Memory effect of reversibly thermoswitchable self-assembly-competent recombinant TMV coat protein with multi-binding moieties with potential applications in nanoparticle purification

Biomolecule-mediated assembly of novel nanoconjugates has been subjected to numerous investigations nowadays, which provides a new insight into the material science and engineering. Via the molecular biology technology, the genetically engineered polypeptide for inorganics (GEPI) can be designed as a molecular binder into the bio-scaffold to assemble hybrid functional nanoarchitectures. In the present work, we constructed a multi-functional virus-like particle (VLP) scaffold based on the Tobacco mosaic virus (TMV) (wild-type strain U1) in a facile way. The S123C site-mutated coat protein (CP) of TMV recombinated with a Ti–GEPI and 6-histidine tag (His tag) was successfully cloned, expressed and purified. The as-produced r-CP products retained both binding affinity for inorganic nanoparticles and self-assembly capability. Analysis of r-CP self-assembly during condensation polymerization was conducted.
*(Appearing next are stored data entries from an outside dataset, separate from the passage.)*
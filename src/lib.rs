//! Hive - Rust 自主任务执行平台
//!
//! 模块划分：
//! - **config**: 应用配置加载（TOML + 环境变量）
//! - **core**: 编排引擎、任务状态机、错误恢复、任务历史、调度与关闭
//! - **stages**: Plan / Execute / Critique / Learn 阶段接口与实现
//! - **memory**: 短期 / 长期 / 情景 / 语义记忆与持久化
//! - **llm**: 推理后端与嵌入接口（含确定性 Mock）
//! - **tools**: 工具注册表、权限与执行器
//! - **observability**: 日志初始化

pub mod config;
pub mod core;
pub mod llm;
pub mod memory;
pub mod observability;
pub mod stages;
pub mod tools;
//! 推理后端层：后端抽象、重试包装、Mock 实现与文本嵌入

pub mod embedding;
pub mod mock;
pub mod traits;

pub use embedding::{Embedder, HashingEmbedder};
pub use mock::{MockBackend, ScriptedBackend, CRITIQUE_PROMPT_HEADER, PLAN_PROMPT_HEADER};
pub use traits::{BackendError, Generation, ReasoningBackend, RetryConfig, RetryingBackend};
//! 短期记忆：容量有限、带 TTL 的 LRU 缓存
//!
//! - 容量满时先清理过期条目，仍满则淘汰最久未访问的条目（访问时间相同按插入顺序，先插入先淘汰）
//! - TTL 从最近一次写入起算；过期条目对 get 不可见，在访问时或 sweep 时惰性清理
//! - 每次变更都在同一把互斥锁内完成（条目表与最近访问序列一起更新）

use std::collections::{BTreeMap, HashMap};
use std::sync::{Mutex, PoisonError};
use std::time::Duration;

use chrono::{DateTime, Utc};

use crate::memory::item::ShortTermEntry;

pub const DEFAULT_CAPACITY: usize = 100;
pub const DEFAULT_TTL: Duration = Duration::from_secs(3600);

#[derive(Debug, Default)]
struct Inner {
    entries: HashMap<String, ShortTermEntry>,
    /// (last_access, insertion_seq) -> key，首元素即 LRU 候选
    recency: BTreeMap<(DateTime<Utc>, u64), String>,
    next_seq: u64,
}

impl Inner {
    fn unlink(&mut self, key: &str) -> Option<ShortTermEntry> {
        let entry = self.entries.remove(key)?;
        self.recency.remove(&(entry.last_access, entry.insertion_seq));
        Some(entry)
    }

    fn touch(&mut self, key: &str, now: DateTime<Utc>) -> Option<&ShortTermEntry> {
        let entry = self.entries.get_mut(key)?;
        self.recency.remove(&(entry.last_access, entry.insertion_seq));
        entry.last_access = now;
        self.recency
            .insert((entry.last_access, entry.insertion_seq), key.to_string());
        Some(entry)
    }
}

#[derive(Debug)]
pub struct ShortTermStore {
    capacity: usize,
    ttl: chrono::Duration,
    inner: Mutex<Inner>,
}

impl Default for ShortTermStore {
    fn default() -> Self {
        Self::new(DEFAULT_CAPACITY, DEFAULT_TTL)
    }
}

impl ShortTermStore {
    pub fn new(capacity: usize, ttl: Duration) -> Self {
        Self {
            capacity: capacity.max(1),
            ttl: chrono::Duration::from_std(ttl).unwrap_or_else(|_| chrono::Duration::days(36_500)),
            inner: Mutex::new(Inner::default()),
        }
    }

    pub fn capacity(&self) -> usize {
        self.capacity
    }

    fn lock(&self) -> std::sync::MutexGuard<'_, Inner> {
        self.inner.lock().unwrap_or_else(PoisonError::into_inner)
    }

    fn is_expired(&self, entry: &ShortTermEntry, now: DateTime<Utc>) -> bool {
        now.signed_duration_since(entry.written_at) > self.ttl
    }

    fn purge_expired(&self, inner: &mut Inner, now: DateTime<Utc>) -> usize {
        let expired: Vec<String> = inner
            .entries
            .values()
            .filter(|e| self.is_expired(e, now))
            .map(|e| e.key.clone())
            .collect();
        for key in &expired {
            inner.unlink(key);
        }
        expired.len()
    }

    pub fn put(&self, key: impl Into<String>, value: impl Into<String>) -> Option<String> {
        self.put_at(key, value, Utc::now())
    }

    /// 写入；返回被淘汰的 key（若发生 LRU 淘汰）
    pub fn put_at(
        &self,
        key: impl Into<String>,
        value: impl Into<String>,
        now: DateTime<Utc>,
    ) -> Option<String> {
        let key = key.into();
        let value = value.into();
        let mut inner = self.lock();

        if let Some(old) = inner.unlink(&key) {
            let entry = ShortTermEntry {
                key: key.clone(),
                value,
                written_at: now,
                last_access: now,
                insertion_seq: old.insertion_seq,
            };
            inner.recency.insert((now, entry.insertion_seq), key.clone());
            inner.entries.insert(key, entry);
            return None;
        }

        let mut evicted = None;
        if inner.entries.len() >= self.capacity {
            self.purge_expired(&mut inner, now);
        }
        if inner.entries.len() >= self.capacity {
            if let Some((_, lru_key)) = inner.recency.pop_first() {
                inner.entries.remove(&lru_key);
                tracing::debug!(key = %lru_key, "Short-term entry evicted (LRU)");
                evicted = Some(lru_key);
            }
        }

        let seq = inner.next_seq;
        inner.next_seq += 1;
        inner.recency.insert((now, seq), key.clone());
        inner.entries.insert(
            key.clone(),
            ShortTermEntry {
                key,
                value,
                written_at: now,
                last_access: now,
                insertion_seq: seq,
            },
        );
        evicted
    }

    pub fn get(&self, key: &str) -> Option<String> {
        self.get_at(key, Utc::now())
    }

    /// 读取并刷新最近访问时间；过期条目视为不存在并被清除
    pub fn get_at(&self, key: &str, now: DateTime<Utc>) -> Option<String> {
        let mut inner = self.lock();
        let expired = self.is_expired(inner.entries.get(key)?, now);
        if expired {
            inner.unlink(key);
            return None;
        }
        inner.touch(key, now).map(|e| e.value.clone())
    }

    /// 读取但不刷新最近访问时间
    pub fn peek(&self, key: &str) -> Option<ShortTermEntry> {
        self.peek_at(key, Utc::now())
    }

    pub fn peek_at(&self, key: &str, now: DateTime<Utc>) -> Option<ShortTermEntry> {
        let inner = self.lock();
        inner
            .entries
            .get(key)
            .filter(|e| !self.is_expired(e, now))
            .cloned()
    }

    pub fn remove(&self, key: &str) -> Option<ShortTermEntry> {
        self.lock().unlink(key)
    }

    /// 清除全部过期条目，返回清除数量
    pub fn sweep(&self) -> usize {
        self.sweep_at(Utc::now())
    }

    pub fn sweep_at(&self, now: DateTime<Utc>) -> usize {
        let mut inner = self.lock();
        self.purge_expired(&mut inner, now)
    }

    /// 最近访问的 n 个未过期条目（最新在前），不刷新访问时间
    pub fn recent(&self, n: usize) -> Vec<ShortTermEntry> {
        self.recent_at(n, Utc::now())
    }

    pub fn recent_at(&self, n: usize, now: DateTime<Utc>) -> Vec<ShortTermEntry> {
        let inner = self.lock();
        inner
            .recency
            .values()
            .rev()
            .filter_map(|key| inner.entries.get(key))
            .filter(|e| !self.is_expired(e, now))
            .take(n)
            .cloned()
            .collect()
    }

    /// 当前条目数（可能包含尚未清理的过期条目）
    pub fn len(&self) -> usize {
        self.lock().entries.len()
    }

    pub fn is_empty(&self) -> bool {
        self.len() == 0
    }
}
The r-CP-assembled aggregates including disc-like structures and rod-like VLPs were recovered by preparative size-exclusion chromatography (SEC) and then examined by TEM analysis. Notably, r-CP protein displayed a thermo-triggered reversibly switchable transition between bistable states of transparency and opaqueness. Western blot analysis, Immunogold labelling and TEM analysis were employed to test the existence and binding function of the His tag group in r-CP VLPs. Furthermore, dispersion of TiO2 NPs in r-CP solution and recyclable application in bio-benefication was introduced. Here we demonstrated the possibilities of combining peptide-mediated immobilization with VLP-based biotemplate bearing multi-binding moieties for prospectful functional applications.